I was the first and only time I ever talked to Steve in person, invited him to my wedding, but he wasn't able to make it, unfortunately.
And it's really a shame I'll never get to see him again or talk to him again, which is really not fun.
But Steve and I kind of became instant rivals.
I don't really know how or why it happened.
It just, it is what it is.
And I got to tell you, every year, you play each other twice a year in division.
And every year, those two games against Steve Johnson,
he had the same name for all 15 or so seasons he played with us.
He was the cheap shot artists, but just lovingly known as CSA.
And new Steve, that was because my dad is Steve,
so kind of have old Steve, original Steve, or just,
good old fashioned Steve, Steve F, excuse me, who you know from Home Pride, Oregon.
Then you have never to be known by Steve J, for the most part, just knew Steve.
That's how he was known across the league, but he embraced it.
He took it on headfirst and recognized that while he was new and while he wasn't a member of the blood clan,
he was an integral part of fantasy football, which I know if you're out there listening.
and you're not really into sports or fantasy football.
I get it.
You're like, you know, it's nerdy, it's stupid.
And that's okay to feel that way.
But at the very least, it's a community of people that all got together, all chatted weekly,
you know, for four months out of the year, three, four months out of the year.
And this is the first time in my life we've ever lost someone.
I've been playing fantasy football for 20 years now.
And it's the first time we've ever lost someone and, like, just was really unexpected.
and didn't get the chance to say goodbye.
So you know what?
CSA, Steve Johnson, new Steve,
I don't know if they have podcasts up in heaven.
I don't know if they have fantasy football in heaven.
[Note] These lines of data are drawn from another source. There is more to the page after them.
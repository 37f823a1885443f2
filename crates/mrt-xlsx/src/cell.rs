//! Text-level reads and writes of single `<c>` elements inside worksheet XML.
//!
//! Worksheet XML is never re-serialized: a write splices a new `<c>` element over the byte range
//! of the old one, so every other byte of the sheet (formulas, validations, styles, cached
//! values) is preserved exactly.

use mrt_model::{A1ParseError, CellRef};
use thiserror::Error;

#[derive(Debug, Clone, PartialEq, Eq, Error)]
pub enum CellPatchError {
    #[error("invalid cell reference {cell:?}: {source}")]
    InvalidRef { cell: String, source: A1ParseError },
    #[error("cell not found in template: {cell}")]
    CellNotFound { cell: String },
    #[error("refusing to overwrite formula cell: {cell}")]
    FormulaCell { cell: String },
}

/// Byte range of one `<c>` element.
#[derive(Debug, Clone, Copy, PartialEq, Eq)]
struct CellSpan {
    start: usize,
    /// One past the `>` that closes the start tag.
    open_end: usize,
    /// Start of `</c>`; equal to `open_end` for `<c .../>`.
    body_end: usize,
    /// One past the whole element.
    end: usize,
}

impl CellSpan {
    fn open_tag<'a>(&self, sheet: &'a str) -> &'a str {
        &sheet[self.start..self.open_end]
    }

    fn body<'a>(&self, sheet: &'a str) -> &'a str {
        &sheet[self.open_end..self.body_end]
    }
}

fn canonical_ref(cell_ref: &str) -> Result<String, CellPatchError> {
    CellRef::from_a1(cell_ref)
        .map(CellRef::to_a1)
        .map_err(|source| CellPatchError::InvalidRef {
            cell: cell_ref.to_string(),
            source,
        })
}

fn find_cell(sheet: &str, a1: &str) -> Option<CellSpan> {
    let needle = format!("r=\"{a1}\"");
    let bytes = sheet.as_bytes();
    let mut from = 0;

    while let Some(found) = sheet[from..].find(&needle) {
        let attr_at = from + found;
        from = attr_at + needle.len();

        if attr_at == 0 || !bytes[attr_at - 1].is_ascii_whitespace() {
            continue;
        }
        let Some(start) = sheet[..attr_at].rfind("<c") else {
            continue;
        };
        // `<col`, `<cfRule`, ... are not cells; an intervening `>` means the attribute belongs
        // to some other element.
        if !bytes.get(start + 2).is_some_and(u8::is_ascii_whitespace)
            || sheet[start..attr_at].contains('>')
        {
            continue;
        }

        let open_end = attr_at + sheet[attr_at..].find('>')? + 1;
        if sheet[..open_end].ends_with("/>") {
            return Some(CellSpan {
                start,
                open_end,
                body_end: open_end,
                end: open_end,
            });
        }
        let body_end = open_end + sheet[open_end..].find("</c>")?;
        return Some(CellSpan {
            start,
            open_end,
            body_end,
            end: body_end + "</c>".len(),
        });
    }

    None
}

/// Value of attribute `name` in a start tag, undecoded.
fn attr_value<'a>(open_tag: &'a str, name: &str) -> Option<&'a str> {
    let pattern = format!("{name}=\"");
    let bytes = open_tag.as_bytes();
    let mut from = 0;
    while let Some(found) = open_tag[from..].find(&pattern) {
        let at = from + found;
        from = at + pattern.len();
        if at > 0 && bytes[at - 1].is_ascii_whitespace() {
            let value_start = at + pattern.len();
            let len = open_tag[value_start..].find('"')?;
            return Some(&open_tag[value_start..value_start + len]);
        }
    }
    None
}

/// Removes every ` t="..."` attribute (with its leading whitespace) from a start tag.
fn strip_type_attr(open_tag: &str) -> String {
    let mut out = String::with_capacity(open_tag.len());
    let mut rest = open_tag;
    loop {
        let Some(at) = find_type_attr(rest) else {
            out.push_str(rest);
            return out;
        };
        let ws_start = rest[..at].trim_end().len();
        out.push_str(&rest[..ws_start]);
        let value_start = at + "t=\"".len();
        match rest[value_start..].find('"') {
            Some(len) => rest = &rest[value_start + len + 1..],
            None => {
                out.push_str(&rest[ws_start..]);
                return out;
            }
        }
    }
}

fn find_type_attr(tag: &str) -> Option<usize> {
    let bytes = tag.as_bytes();
    let mut from = 0;
    while let Some(found) = tag[from..].find("t=\"") {
        let at = from + found;
        if at > 0 && bytes[at - 1].is_ascii_whitespace() {
            return Some(at);
        }
        from = at + 1;
    }
    None
}

/// Position just past the start tag of the first `<name>` / `<name ...>` element in `xml`.
fn find_element_content(xml: &str, name: &str) -> Option<(usize, usize)> {
    let open = format!("<{name}");
    let close = format!("</{name}>");
    let bytes = xml.as_bytes();
    let mut from = 0;
    while let Some(found) = xml[from..].find(&open) {
        let at = from + found;
        from = at + open.len();
        match bytes.get(from) {
            Some(b'>') => {}
            Some(b) if b.is_ascii_whitespace() => {}
            _ => continue,
        }
        let content_start = from + xml[from..].find('>')? + 1;
        if xml[..content_start].ends_with("/>") {
            return Some((content_start, content_start));
        }
        let content_end = content_start + xml[content_start..].find(&close)?;
        return Some((content_start, content_end));
    }
    None
}

fn has_formula(body: &str) -> bool {
    let bytes = body.as_bytes();
    body.match_indices("<f").any(|(at, _)| {
        bytes
            .get(at + 2)
            .is_some_and(|b| b.is_ascii_whitespace() || matches!(b, b'>' | b'/'))
    })
}

pub fn encode_xml_text(text: &str) -> String {
    let mut out = String::with_capacity(text.len());
    for ch in text.chars() {
        match ch {
            '&' => out.push_str("&amp;"),
            '<' => out.push_str("&lt;"),
            '>' => out.push_str("&gt;"),
            '"' => out.push_str("&quot;"),
            '\'' => out.push_str("&apos;"),
            other => out.push(other),
        }
    }
    out
}

pub fn decode_xml_text(text: &str) -> String {
    const ENTITIES: [(&str, char); 5] = [
        ("&lt;", '<'),
        ("&gt;", '>'),
        ("&quot;", '"'),
        ("&apos;", '\''),
        ("&amp;", '&'),
    ];

    let mut out = String::with_capacity(text.len());
    let mut rest = text;
    while let Some(at) = rest.find('&') {
        out.push_str(&rest[..at]);
        rest = &rest[at..];
        match ENTITIES.iter().find(|(entity, _)| rest.starts_with(entity)) {
            Some((entity, ch)) => {
                out.push(*ch);
                rest = &rest[entity.len()..];
            }
            None => {
                out.push('&');
                rest = &rest[1..];
            }
        }
    }
    out.push_str(rest);
    out
}

/// Display text of a cell, or `None` when the sheet has no `<c>` element for `cell_ref`.
///
/// Inline strings yield their first `<t>`; shared strings are looked up by index (an index out
/// of range reads as empty); other cells yield their `<v>` text.
pub fn read_cell_text(sheet: &str, cell_ref: &str, shared_strings: &[String]) -> Option<String> {
    let a1 = canonical_ref(cell_ref).ok()?;
    let span = find_cell(sheet, &a1)?;
    let body = span.body(sheet);
    let cell_type = attr_value(span.open_tag(sheet), "t");

    if cell_type == Some("inlineStr") {
        return Some(
            find_element_content(body, "t")
                .map(|(s, e)| decode_xml_text(&body[s..e]))
                .unwrap_or_default(),
        );
    }

    let Some((s, e)) = find_element_content(body, "v") else {
        return Some(String::new());
    };
    let value = &body[s..e];
    if cell_type == Some("s") {
        return Some(
            value
                .trim()
                .parse::<usize>()
                .ok()
                .and_then(|idx| shared_strings.get(idx).cloned())
                .unwrap_or_default(),
        );
    }
    Some(decode_xml_text(value))
}

/// Whether the cell exists and carries a `<f>` formula element.
pub fn is_formula_cell(sheet: &str, cell_ref: &str) -> bool {
    canonical_ref(cell_ref)
        .ok()
        .and_then(|a1| find_cell(sheet, &a1))
        .is_some_and(|span| has_formula(span.body(sheet)))
}

/// Returns a copy of `sheet` with `cell_ref` holding `text` as an inline string.
///
/// The cell keeps its style and other attributes. An empty `text` clears the cell to a bare
/// self-closing element. Formula cells are refused unless `allow_formula_overwrite` is set.
pub fn write_cell_inline_str(
    sheet: &str,
    cell_ref: &str,
    text: &str,
    allow_formula_overwrite: bool,
) -> Result<String, CellPatchError> {
    let a1 = canonical_ref(cell_ref)?;
    let span = find_cell(sheet, &a1).ok_or_else(|| CellPatchError::CellNotFound {
        cell: a1.clone(),
    })?;

    if !allow_formula_overwrite && has_formula(span.body(sheet)) {
        return Err(CellPatchError::FormulaCell { cell: a1 });
    }

    let tag = strip_type_attr(span.open_tag(sheet));
    let replacement = if text.is_empty() {
        if tag.ends_with("/>") {
            tag
        } else {
            let head = tag.strip_suffix('>').unwrap_or(&tag);
            format!("{head}/>")
        }
    } else {
        let head = match tag.strip_suffix("/>") {
            Some(head) => head.trim_end(),
            None => tag.strip_suffix('>').unwrap_or(&tag),
        };
        format!(
            "{head} t=\"inlineStr\"><is><t xml:space=\"preserve\">{}</t></is></c>",
            encode_xml_text(text)
        )
    };

    let mut out = String::with_capacity(sheet.len() + replacement.len());
    out.push_str(&sheet[..span.start]);
    out.push_str(&replacement);
    out.push_str(&sheet[span.end..]);
    Ok(out)
}

#[cfg(test)]
mod tests {
    use super::*;

    use pretty_assertions::assert_eq;
    use proptest::prelude::*;

    const SHEET: &str = r#"<worksheet><sheetData><row r="5"><c r="A5" s="3" t="s"><v>1</v></c><c r="B5" s="4"/><c r="C5"><f>SUM(1,2)</f><v>3</v></c><c r="D5" t="inlineStr"><is><t>R&amp;D</t></is></c><c r="E5" t="s"><v>9</v></c><c r="F5"><v>42</v></c></row></sheetData></worksheet>"#;

    fn shared() -> Vec<String> {
        vec!["zero".to_string(), "Acme & Co".to_string()]
    }

    #[test]
    fn reads_each_cell_kind() {
        let shared = shared();
        assert_eq!(read_cell_text(SHEET, "A5", &shared).as_deref(), Some("Acme & Co"));
        assert_eq!(read_cell_text(SHEET, "B5", &shared).as_deref(), Some(""));
        assert_eq!(read_cell_text(SHEET, "C5", &shared).as_deref(), Some("3"));
        assert_eq!(read_cell_text(SHEET, "D5", &shared).as_deref(), Some("R&D"));
        assert_eq!(read_cell_text(SHEET, "E5", &shared).as_deref(), Some(""));
        assert_eq!(read_cell_text(SHEET, "f5", &shared).as_deref(), Some("42"));
        assert_eq!(read_cell_text(SHEET, "Z9", &shared), None);
    }

    #[test]
    fn writes_inline_string_keeping_style_and_surroundings() {
        let out = write_cell_inline_str(SHEET, "A5", "Tom & \"Jerry\"", false).unwrap();
        assert!(out.contains(r#"<c r="A5" s="3" t="inlineStr"><is><t xml:space="preserve">Tom &amp; &quot;Jerry&quot;</t></is></c><c r="B5" s="4"/>"#));
        assert!(out.starts_with(r#"<worksheet><sheetData><row r="5">"#));
        assert!(out.ends_with(r#"<c r="F5"><v>42</v></c></row></sheetData></worksheet>"#));
        assert_eq!(
            read_cell_text(&out, "A5", &shared()).as_deref(),
            Some("Tom & \"Jerry\"")
        );
    }

    #[test]
    fn self_closing_cell_becomes_open_element() {
        let out = write_cell_inline_str(SHEET, "B5", "x", false).unwrap();
        assert!(out.contains(r#"<c r="B5" s="4" t="inlineStr"><is><t xml:space="preserve">x</t></is></c><c r="C5">"#));
    }

    #[test]
    fn clearing_produces_minimal_self_closing_cell() {
        let out = write_cell_inline_str(SHEET, "A5", "", false).unwrap();
        assert!(out.contains(r#"<row r="5"><c r="A5" s="3"/><c r="B5" s="4"/>"#));
        assert!(!out.contains("//>"));

        let again = write_cell_inline_str(&out, "A5", "", false).unwrap();
        assert_eq!(again, out);
        let cleared_b = write_cell_inline_str(SHEET, "B5", "", false).unwrap();
        assert_eq!(cleared_b, SHEET);
    }

    #[test]
    fn formula_cells_are_protected() {
        let err = write_cell_inline_str(SHEET, "C5", "x", false).unwrap_err();
        assert_eq!(
            err,
            CellPatchError::FormulaCell {
                cell: "C5".to_string()
            }
        );
        assert_eq!(err.to_string(), "refusing to overwrite formula cell: C5");
        assert!(is_formula_cell(SHEET, "C5"));
        assert!(!is_formula_cell(SHEET, "A5"));

        // clearing is refused too
        assert!(write_cell_inline_str(SHEET, "C5", "", false).is_err());

        let out = write_cell_inline_str(SHEET, "C5", "override", true).unwrap();
        assert!(out.contains(r#"<c r="C5" t="inlineStr"><is><t xml:space="preserve">override</t></is></c>"#));
        assert!(!is_formula_cell(&out, "C5"));
    }

    #[test]
    fn missing_and_invalid_references_are_errors() {
        assert_eq!(
            write_cell_inline_str(SHEET, "G5", "x", false).unwrap_err(),
            CellPatchError::CellNotFound {
                cell: "G5".to_string()
            }
        );
        assert!(matches!(
            write_cell_inline_str(SHEET, "5A", "x", false),
            Err(CellPatchError::InvalidRef { .. })
        ));
    }

    #[test]
    fn ignores_lookalike_attributes() {
        let sheet = r#"<worksheet><cols><col r="A5"/></cols><sheetData><row r="5"><c r="A5"><v>1</v></c></row></sheetData></worksheet>"#;
        let out = write_cell_inline_str(sheet, "A5", "y", false).unwrap();
        assert!(out.contains(r#"<col r="A5"/>"#));
        assert_eq!(read_cell_text(&out, "A5", &[]).as_deref(), Some("y"));
    }

    #[test]
    fn entity_codec() {
        assert_eq!(encode_xml_text(r#"<a & 'b'>"#), "&lt;a &amp; &apos;b&apos;&gt;");
        assert_eq!(decode_xml_text("&amp;lt; &lt; &unknown;"), "&lt; < &unknown;");
    }

    proptest! {
        #![proptest_config(ProptestConfig {
            cases: 64,
            .. ProptestConfig::default()
        })]

        #[test]
        fn prop_written_text_reads_back(text in "\\PC{0,40}") {
            let out = write_cell_inline_str(SHEET, "B5", &text, false).unwrap();
            prop_assert_eq!(read_cell_text(&out, "B5", &[]), Some(text.clone()));
            // untouched cells keep their exact markup
            prop_assert!(out.contains(r#"<c r="C5"><f>SUM(1,2)</f><v>3</v></c>"#));
        }
    }
}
You're going to want to draft Samson.
Look at the brute strength, the long hair,
really quick off the line of scrimmage,
or you can get, I don't know, who else in the Bible would be great at fantasy football?
Jesus is kind of scrawny.
Jude is as scary, he's sneaky.
He could be like a good slot-wide receiver
because he'll find the holes in that defense
and he'll expose you.
I don't know, who else would be good.
Zakias, great climbing ability.
He would be a good point, you know, wide receiver,
kind of, you know, those routes
where you throw it up in the corner of the end zone
and you're at the one-yard line, Calvin Johnson style.
Zakias, with his tree-climbing ability,
I think he could really get up there
and high point the ball.
that's the football term.
We'd say high point the ball.
It could be a good, you know, deep safety or cornerback as well, tall and lanky, I would assume.
I don't know.
If you got any other, and then we'll finish up this, what was supposed to be, serious tribute.
But if you got any other Bible fantasy football recommendations, email us Beantown Podcasts at yahoo.com.
And I think ultimately to wrap this up, that's the sort of just stupid kind of Bible-related, football-related humor that,
Steve Johnson would have appreciated. Every year we would have a draft night call. I hesitate to call it a
party because the Great White North has never drafted fully in person with any more than three or four
people in one place, just because we've always been living in different states and for the last
decade plus different time zones. But Steve would go over to my uncle's house, the commissioner,
and they draft together.
And you'd occasionally hear Steve on Zoom,
and you'd have no idea what he was saying.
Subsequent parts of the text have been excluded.